## TASK INSTRUCTIONS
Each line of the listing that contains "StorageError" should be found and copied.

## SOURCE MATERIAL
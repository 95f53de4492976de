//! Range reads over a versioned table.
//!
//! A read picks the live segments whose `[ts_min, ts_max]` intersects the
//! requested inclusive window, reads each Parquet file from storage, and
//! filters rows by the time column with Arrow's scalar comparison kernels.
//! Segments never overlap, so concatenating them in `ts_min` order yields a
//! globally sorted result.
use std::path::Path;

use arrow::array::{
    Array, RecordBatch, Scalar, TimestampMicrosecondArray, TimestampMillisecondArray,
    TimestampNanosecondArray, TimestampSecondArray,
};
use arrow::compute::kernels::{boolean as boolean_kernels, cmp as cmp_kernels};
use arrow::compute::{concat_batches, filter_record_batch};
use arrow::datatypes::{DataType, SchemaRef, TimeUnit};
use bytes::Bytes;
use futures::{StreamExt, TryStreamExt};
use parquet::arrow::arrow_reader::ParquetRecordBatchReaderBuilder;
use snafu::prelude::*;

use crate::{
    storage::{self, StorageError, TableLocation},
    table::{
        TimeRange, VersionedTable,
        error::{
            ArrowSnafu, ParquetReadSnafu, ReadRetriesExhaustedSnafu, StorageSnafu, TableError,
        },
        time_column,
    },
    transaction_log::{SegmentMeta, TableState},
};

/// Number of times a read reloads table state after a segment vanished.
const MAX_READ_ATTEMPTS: usize = 3;

/// Segment files read concurrently by one range read; results keep
/// segment order.
const SEGMENT_READ_CONCURRENCY: usize = 8;

/// Filter a `RecordBatch` by its timestamp column for the inclusive range
/// `[start, end]`.
///
/// The bounds are wrapped as 1-element arrays carrying the column's timezone,
/// so the comparison kernels see identical types and broadcast the scalar
/// instead of materializing full-length bound arrays. Null timestamps yield
/// null mask entries, which `filter_record_batch` drops.
macro_rules! filter_ts_batch {
    ($array_ty: ty,
    $batch:expr,
    $ts_idx:expr,
    $start_bound:expr,
    $end_bound:expr,
    $time_col:expr,
    $out:expr
) => {{
        let col = $batch.column($ts_idx);
        let ts_arr = col.as_any().downcast_ref::<$array_ty>().ok_or_else(|| {
            TableError::UnsupportedTimeType {
                column: $time_col.to_string(),
                datatype: col.data_type().clone(),
            }
        })?;

        let tz_opt = match ts_arr.data_type() {
            DataType::Timestamp(_, tz_opt) => tz_opt.clone(),
            _ => None,
        };

        let start_scalar =
            Scalar::new(<$array_ty>::from(vec![$start_bound]).with_timezone_opt(tz_opt.clone()));
        let end_scalar = Scalar::new(<$array_ty>::from(vec![$end_bound]).with_timezone_opt(tz_opt));

        let ge_mask = cmp_kernels::gt_eq(ts_arr, &start_scalar).context(ArrowSnafu)?;
        let le_mask = cmp_kernels::lt_eq(ts_arr, &end_scalar).context(ArrowSnafu)?;
        let mask = boolean_kernels::and(&ge_mask, &le_mask).context(ArrowSnafu)?;

        let filtered = filter_record_batch(&$batch, &mask).context(ArrowSnafu)?;
        if filtered.num_rows() > 0 {
            $out.push(filtered);
        }

        Ok::<(), TableError>(())
    }};
}

/// Read every row of a segment, aligned to the table schema.
pub(crate) async fn read_segment_all(
    location: &TableLocation,
    schema: &SchemaRef,
    segment: &SegmentMeta,
) -> Result<Vec<RecordBatch>, TableError> {
    let bytes = storage::read_all_bytes(location.as_ref(), Path::new(&segment.path))
        .await
        .context(StorageSnafu)?;

    let reader = ParquetRecordBatchReaderBuilder::try_new(Bytes::from(bytes))
        .context(ParquetReadSnafu)?
        .build()
        .context(ParquetReadSnafu)?;

    let mut out = Vec::new();
    for batch_res in reader {
        let batch = batch_res.context(ArrowSnafu)?;
        // Re-attach the table schema so field metadata from the file never
        // leaks into results.
        let batch = RecordBatch::try_new(schema.clone(), batch.columns().to_vec())
            .context(ArrowSnafu)?;
        out.push(batch);
    }
    Ok(out)
}

async fn read_segment_range(
    location: &TableLocation,
    schema: &SchemaRef,
    segment: &SegmentMeta,
    time_column: &str,
    range: TimeRange,
) -> Result<Vec<RecordBatch>, TableError> {
    let batches = read_segment_all(location, schema, segment).await?;
    if range.covers(segment.ts_min, segment.ts_max) {
        return Ok(batches);
    }

    let ts_idx = schema
        .index_of(time_column)
        .map_err(|_| TableError::MissingTimeColumn {
            column: time_column.to_string(),
        })?;
    let unit = time_column::time_unit(schema.field(ts_idx), time_column)?;
    let start_bound = time_column::to_raw_ceil(range.start, unit, time_column)?;
    let end_bound = time_column::to_raw(range.end, unit, time_column)?;

    let mut out = Vec::new();
    for batch in batches {
        match unit {
            TimeUnit::Second => filter_ts_batch!(
                TimestampSecondArray,
                batch,
                ts_idx,
                start_bound,
                end_bound,
                time_column,
                out
            )?,
            TimeUnit::Millisecond => filter_ts_batch!(
                TimestampMillisecondArray,
                batch,
                ts_idx,
                start_bound,
                end_bound,
                time_column,
                out
            )?,
            TimeUnit::Microsecond => filter_ts_batch!(
                TimestampMicrosecondArray,
                batch,
                ts_idx,
                start_bound,
                end_bound,
                time_column,
                out
            )?,
            TimeUnit::Nanosecond => filter_ts_batch!(
                TimestampNanosecondArray,
                batch,
                ts_idx,
                start_bound,
                end_bound,
                time_column,
                out
            )?,
        }
    }
    Ok(out)
}

/// Read the rows of `state` that fall in `range` (or all rows) as one batch.
async fn read_state(
    location: &TableLocation,
    state: &TableState,
    range: Option<TimeRange>,
) -> Result<RecordBatch, TableError> {
    let schema = state.table_meta.arrow_schema_ref();
    let time_column = state.table_meta.time_column.clone();

    let candidates: Vec<SegmentMeta> = match range {
        Some(r) => state.segments_for_range(r.start, r.end),
        None => state.segments_sorted_by_time(),
    }
    .into_iter()
    .cloned()
    .collect();

    let per_segment: Vec<Vec<RecordBatch>> = futures::stream::iter(candidates)
        .map(|seg| {
            let schema = schema.clone();
            let time_column = time_column.clone();
            async move {
                match range {
                    Some(r) => read_segment_range(location, &schema, &seg, &time_column, r).await,
                    None => read_segment_all(location, &schema, &seg).await,
                }
            }
        })
        .buffered(SEGMENT_READ_CONCURRENCY)
        .try_collect()
        .await?;
    let batches: Vec<RecordBatch> = per_segment.into_iter().flatten().collect();

    concat_batches(&schema, &batches).context(ArrowSnafu)
}

fn is_missing_segment(err: &TableError) -> bool {
    matches!(
        err,
        TableError::Storage {
            source: StorageError::NotFound { .. }
        }
    )
}

impl VersionedTable {
    /// Read rows whose timestamp lies in the inclusive `range`, or every row
    /// when `range` is `None`, sorted by time.
    ///
    /// Returns `Ok(None)` if the table has no commits. An inverted range
    /// yields an empty batch.
    pub async fn read(&self, range: Option<TimeRange>) -> Result<Option<RecordBatch>, TableError> {
        let mut attempts = 0;
        loop {
            attempts += 1;
            let Some(state) = self.load_state().await? else {
                return Ok(None);
            };
            if range.is_some_and(|r| r.is_empty()) {
                return Ok(Some(RecordBatch::new_empty(state.table_meta.arrow_schema_ref())));
            }

            match read_state(self.location(), &state, range).await {
                Ok(batch) => return Ok(Some(batch)),
                // A pruning writer may have replaced the segment after we
                // loaded state; a newer version will not reference it.
                Err(e) if is_missing_segment(&e) && attempts < MAX_READ_ATTEMPTS => {
                    log::debug!(
                        "segment vanished while reading {}; reloading state",
                        self.location().root().display()
                    );
                    let current = self.current_version().await?;
                    if current == state.version {
                        return Err(e);
                    }
                }
                Err(e) if is_missing_segment(&e) => {
                    return ReadRetriesExhaustedSnafu { attempts }.fail();
                }
                Err(e) => return Err(e),
            }
        }
    }

    /// Read rows as they were at `version`.
    ///
    /// Segments that a pruning write deleted after `version` surface as a
    /// storage `NotFound` error.
    pub async fn read_as_of(
        &self,
        version: u64,
        range: Option<TimeRange>,
    ) -> Result<RecordBatch, TableError> {
        let state = self.load_state_at(version).await?;
        if range.is_some_and(|r| r.is_empty()) {
            return Ok(RecordBatch::new_empty(state.table_meta.arrow_schema_ref()));
        }
        read_state(self.location(), &state, range).await
    }
}
//! Append-only metadata log and table state.
//!
//! Every versioned table keeps a small Delta-style commit log next to its
//! Parquet segments:
//!
//! - Commits are JSON files under `_timeseries_log/` (for example
//!   `_timeseries_log/0000000001.json`), each holding an ordered list of
//!   [`LogAction`] values.
//! - A `CURRENT` file records the latest committed version.
//! - Writers use optimistic concurrency: a commit names the version it was
//!   prepared against and fails with [`CommitError::Conflict`] if the table
//!   moved in the meantime.
//! - [`TableState`] is rebuilt by replaying commits, either up to `CURRENT`
//!   or up to an older version for time-travel reads.
//!
//! ## On-disk layout
//!
//! ```text
//! table_root/
//!   _timeseries_log/
//!     CURRENT                  # latest committed version (e.g. "3\n")
//!     0000000001.json          # table metadata + first segment
//!     0000000002.json          # segment replaced by a merged upsert
//!     0000000003.json          # user metadata update
//!   data/
//!     seg-<hash>.parquet
//! ```
//!
//! Commits never mutate existing files. Segment files referenced by old
//! versions stay on disk until a pruning write deletes them.
pub mod actions;
pub mod log_store;
pub mod segments;
pub mod table_metadata;
pub mod table_state;

pub use actions::{Commit, LogAction, UserMetadata};
pub use log_store::TransactionLogStore;
pub use segments::{FileFormat, SegmentId, SegmentMeta, segment_id_v1};
pub use table_metadata::{
    LogicalDataType, LogicalField, LogicalSchema, LogicalSchemaError, LogicalTimestampUnit,
    TableMeta,
};
pub use table_state::TableState;

use snafu::{Backtrace, prelude::*};

use crate::storage::StorageError;

/// Errors that can occur while reading or writing the commit log.
#[derive(Debug, Snafu)]
pub enum CommitError {
    /// The caller's expected_version does not match the CURRENT pointer.
    #[snafu(display("Commit conflict: expected version {expected}, but CURRENT is {found}"))]
    Conflict {
        /// The version the caller expected to be current.
        expected: u64,
        /// The actual current version found.
        found: u64,
        /// Backtrace for debugging.
        backtrace: Backtrace,
    },

    /// A historical version outside `1..=CURRENT` was requested.
    #[snafu(display("Unknown table version {requested} (CURRENT is {current})"))]
    UnknownVersion {
        /// The version that was asked for.
        requested: u64,
        /// The latest committed version.
        current: u64,
        /// Backtrace for debugging.
        backtrace: Backtrace,
    },

    /// Underlying storage error while working with the log or CURRENT file.
    #[snafu(display("Storage error while accessing commit log: {source}"))]
    Storage {
        /// Underlying storage error returned by the storage backend.
        #[snafu(backtrace)]
        source: StorageError,
    },

    /// The log or CURRENT file is in an unexpected / malformed state.
    #[snafu(display("Corrupt log state: {msg}"))]
    CorruptState {
        /// A description of the corrupt state.
        msg: String,
        /// Backtrace for debugging.
        backtrace: Backtrace,
    },
}

impl CommitError {
    /// Whether a retry against a freshly loaded version may succeed.
    pub fn is_lost_race(&self) -> bool {
        matches!(
            self,
            CommitError::Conflict { .. }
                | CommitError::Storage {
                    source: StorageError::AlreadyExists { .. }
                }
        )
    }
}

#[cfg(test)]
mod tests {
    use super::*;
    use chrono::{DateTime, TimeZone, Utc};

    fn utc_datetime(year: i32, month: u32, day: u32, hour: u32) -> DateTime<Utc> {
        Utc.with_ymd_and_hms(year, month, day, hour, 0, 0)
            .single()
            .expect("valid UTC timestamp")
    }

    #[test]
    fn commit_json_roundtrip() {
        let ts0 = utc_datetime(2025, 1, 1, 0);
        let ts1 = utc_datetime(2025, 1, 1, 1);

        let schema = LogicalSchema::new(vec![
            LogicalField {
                name: "datetime".to_string(),
                data_type: LogicalDataType::Timestamp {
                    unit: LogicalTimestampUnit::Micros,
                    timezone: Some("UTC".to_string()),
                },
                nullable: false,
            },
            LogicalField {
                name: "close_price".to_string(),
                data_type: LogicalDataType::Float64,
                nullable: false,
            },
        ])
        .expect("valid logical schema");

        let seg_meta = SegmentMeta {
            segment_id: SegmentId("seg-0001".to_string()),
            path: "data/seg-0001.parquet".to_string(),
            format: FileFormat::Parquet,
            ts_min: ts0,
            ts_max: ts1,
            row_count: 2,
            file_size: Some(512),
        };

        let mut user = UserMetadata::new();
        user.insert("symbol".to_string(), serde_json::json!("IF2401"));

        let commit = Commit {
            version: 1,
            base_version: 0,
            timestamp: ts1,
            actions: vec![
                LogAction::UpdateTableMeta(TableMeta::new("datetime", schema)),
                LogAction::AddSegment(seg_meta),
                LogAction::UpdateUserMetadata(user),
            ],
        };

        let json = serde_json::to_string_pretty(&commit).expect("serialize commit");
        let decoded: Commit = serde_json::from_str(&json).expect("deserialize commit");
        assert_eq!(commit, decoded);
    }

    #[test]
    fn segment_id_transparent_serialization() {
        let id = SegmentId("my-segment".to_string());
        let json = serde_json::to_string(&id).expect("serialize");
        assert_eq!(json, r#""my-segment""#);
    }

    #[test]
    fn lost_race_classification() {
        let conflict = ConflictSnafu {
            expected: 1u64,
            found: 2u64,
        }
        .build();
        assert!(conflict.is_lost_race());

        let corrupt = CorruptStateSnafu { msg: "x" }.build();
        assert!(!corrupt.is_lost_race());
    }
}
//! Bar layout: `datetime` plus seven float columns.
use std::sync::Arc;

use arrow::array::RecordBatch;
use arrow::datatypes::{Schema, SchemaRef};
use chrono_tz::Tz;
use snafu::prelude::*;

use crate::key::{KeyError, SeriesKey};
use crate::object::{BarData, DB_GATEWAY};
use crate::schema::{
    ArrowSnafu, FloatField, MissingIntervalSnafu, RecordError, RecordSchema, TIME_COLUMN,
    float_arrays, float_columns, float_fields, localize, time_array, time_field, time_values,
};

const BAR_FIELDS: &[FloatField<BarData>] = &[
    FloatField {
        name: "open_price",
        get: |b| b.open_price,
        set: |b, v| b.open_price = v,
    },
    FloatField {
        name: "high_price",
        get: |b| b.high_price,
        set: |b, v| b.high_price = v,
    },
    FloatField {
        name: "low_price",
        get: |b| b.low_price,
        set: |b, v| b.low_price = v,
    },
    FloatField {
        name: "close_price",
        get: |b| b.close_price,
        set: |b, v| b.close_price = v,
    },
    FloatField {
        name: "volume",
        get: |b| b.volume,
        set: |b, v| b.volume = v,
    },
    FloatField {
        name: "turnover",
        get: |b| b.turnover,
        set: |b, v| b.turnover = v,
    },
    FloatField {
        name: "open_interest",
        get: |b| b.open_interest,
        set: |b, v| b.open_interest = v,
    },
];

/// Layout of the `bar_data` namespace.
#[derive(Debug, Clone, Copy, Default)]
pub struct BarSchema;

impl RecordSchema for BarSchema {
    type Record = BarData;

    const NAMESPACE: &'static str = "bar_data";
    const HAS_INTERVAL: bool = true;

    fn series_key(record: &BarData) -> Result<SeriesKey, KeyError> {
        SeriesKey::bar(record.symbol.as_str(), record.exchange, record.interval)
    }

    fn arrow_schema() -> SchemaRef {
        let fields = std::iter::once(time_field()).chain(float_fields(BAR_FIELDS));
        Arc::new(Schema::new(fields.collect::<Vec<_>>()))
    }

    fn to_batch(records: &[BarData]) -> Result<RecordBatch, RecordError> {
        let mut columns = vec![time_array(records, |b| b.datetime)];
        columns.extend(float_arrays(records, BAR_FIELDS));
        RecordBatch::try_new(Self::arrow_schema(), columns).context(ArrowSnafu)
    }

    fn from_batch(
        batch: &RecordBatch,
        key: &SeriesKey,
        tz: Tz,
    ) -> Result<Vec<BarData>, RecordError> {
        let times = time_values(batch)?;
        let floats = float_columns(batch, BAR_FIELDS)?;
        let interval = key.interval().context(MissingIntervalSnafu {
            key: key.table_name(),
        })?;

        let mut bars = Vec::with_capacity(batch.num_rows());
        for row in 0..batch.num_rows() {
            let mut bar = BarData {
                symbol: key.symbol().to_string(),
                exchange: key.exchange(),
                datetime: localize(TIME_COLUMN, times.value(row), tz)?,
                interval,
                volume: 0.0,
                turnover: 0.0,
                open_interest: 0.0,
                open_price: 0.0,
                high_price: 0.0,
                low_price: 0.0,
                close_price: 0.0,
                gateway_name: DB_GATEWAY.to_string(),
            };
            for (field, values) in BAR_FIELDS.iter().zip(&floats) {
                (field.set)(&mut bar, values.value(row));
            }
            bars.push(bar);
        }
        Ok(bars)
    }
}

#[cfg(test)]
mod tests {
    use super::*;
    use crate::constant::{Exchange, Interval};
    use crate::schema::test_support::{bar, shanghai};

    type TestResult = Result<(), Box<dyn std::error::Error>>;

    #[test]
    fn batch_stores_utc_micros() -> TestResult {
        let bars = vec![bar(shanghai(2024, 1, 2, 9, 30, 0), 10.0)];
        let batch = BarSchema::to_batch(&bars)?;
        assert_eq!(batch.num_rows(), 1);
        assert_eq!(batch.schema().field(0).name(), TIME_COLUMN);

        let times = time_values(&batch)?;
        // 09:30 Shanghai is 01:30 UTC.
        let expected = chrono::DateTime::parse_from_rfc3339("2024-01-02T01:30:00Z")?;
        assert_eq!(times.value(0), expected.timestamp_micros());
        Ok(())
    }

    #[test]
    fn rows_rebuild_into_records() -> TestResult {
        let bars = vec![
            bar(shanghai(2024, 1, 2, 9, 30, 0), 10.0),
            bar(shanghai(2024, 1, 2, 9, 31, 0), 10.1),
        ];
        let batch = BarSchema::to_batch(&bars)?;
        let key = SeriesKey::bar("IF2401", Exchange::Cffex, Interval::Minute)?;
        let back = BarSchema::from_batch(&batch, &key, chrono_tz::Asia::Shanghai)?;

        assert_eq!(back.len(), 2);
        for (orig, got) in bars.iter().zip(&back) {
            assert_eq!(got.datetime, orig.datetime);
            assert_eq!(got.close_price, orig.close_price);
            assert_eq!(got.open_interest, orig.open_interest);
            assert_eq!(got.gateway_name, DB_GATEWAY);
        }
        Ok(())
    }

    #[test]
    fn missing_column_is_reported() -> TestResult {
        let batch = BarSchema::to_batch(&[bar(shanghai(2024, 1, 2, 9, 30, 0), 10.0)])?;
        let trimmed = batch.project(&[0, 1])?;
        let key = SeriesKey::bar("IF2401", Exchange::Cffex, Interval::Minute)?;
        let err = BarSchema::from_batch(&trimmed, &key, chrono_tz::UTC).unwrap_err();
        assert!(matches!(err, RecordError::MissingColumn { .. }));
        Ok(())
    }
}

## EXPECTED ANSWER
    storage::{self, StorageError, TableLocation},
            source: StorageError::NotFound { .. }
use crate::storage::StorageError;
        source: StorageError,
                    source: StorageError::AlreadyExists { .. }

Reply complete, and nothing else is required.